= Exercise objective =
Only the lines running from the line with "D: core::ops::Deref +" to the end of the records below belong in the answer, each copied exactly.
"""
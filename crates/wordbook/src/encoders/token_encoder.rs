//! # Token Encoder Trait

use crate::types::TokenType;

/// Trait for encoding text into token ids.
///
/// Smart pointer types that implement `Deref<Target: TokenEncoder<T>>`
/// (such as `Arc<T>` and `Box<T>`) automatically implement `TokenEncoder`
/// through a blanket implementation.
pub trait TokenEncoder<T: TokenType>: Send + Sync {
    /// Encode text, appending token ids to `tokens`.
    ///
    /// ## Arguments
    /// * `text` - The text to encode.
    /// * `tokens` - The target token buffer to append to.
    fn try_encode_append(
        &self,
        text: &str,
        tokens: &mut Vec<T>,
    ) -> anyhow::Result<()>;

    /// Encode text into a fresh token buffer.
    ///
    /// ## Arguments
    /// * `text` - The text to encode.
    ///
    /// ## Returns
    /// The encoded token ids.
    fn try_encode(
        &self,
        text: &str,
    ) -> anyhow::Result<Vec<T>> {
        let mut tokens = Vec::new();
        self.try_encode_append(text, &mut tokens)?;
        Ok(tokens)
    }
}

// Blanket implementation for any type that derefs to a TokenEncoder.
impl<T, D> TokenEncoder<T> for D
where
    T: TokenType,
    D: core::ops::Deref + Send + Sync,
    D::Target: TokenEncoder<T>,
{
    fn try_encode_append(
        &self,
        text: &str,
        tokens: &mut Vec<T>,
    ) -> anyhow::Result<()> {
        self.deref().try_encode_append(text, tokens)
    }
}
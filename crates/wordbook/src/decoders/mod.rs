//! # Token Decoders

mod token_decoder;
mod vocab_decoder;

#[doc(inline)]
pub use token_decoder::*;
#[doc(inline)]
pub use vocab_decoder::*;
"""
= Result of this exercise =
    D: core::ops::Deref + Send + Sync,
    D::Target: TokenEncoder<T>,
{
    fn try_encode_append(
        &self,
        text: &str,
        tokens: &mut Vec<T>,
    ) -> anyhow::Result<()> {
        self.deref().try_encode_append(text, tokens)
    }
}
filename crates/wordbook/src/decoders/mod.rs
//! # Token Decoders

mod token_decoder;
mod vocab_decoder;

#[doc(inline)]
pub use token_decoder::*;
#[doc(inline)]
pub use vocab_decoder::*;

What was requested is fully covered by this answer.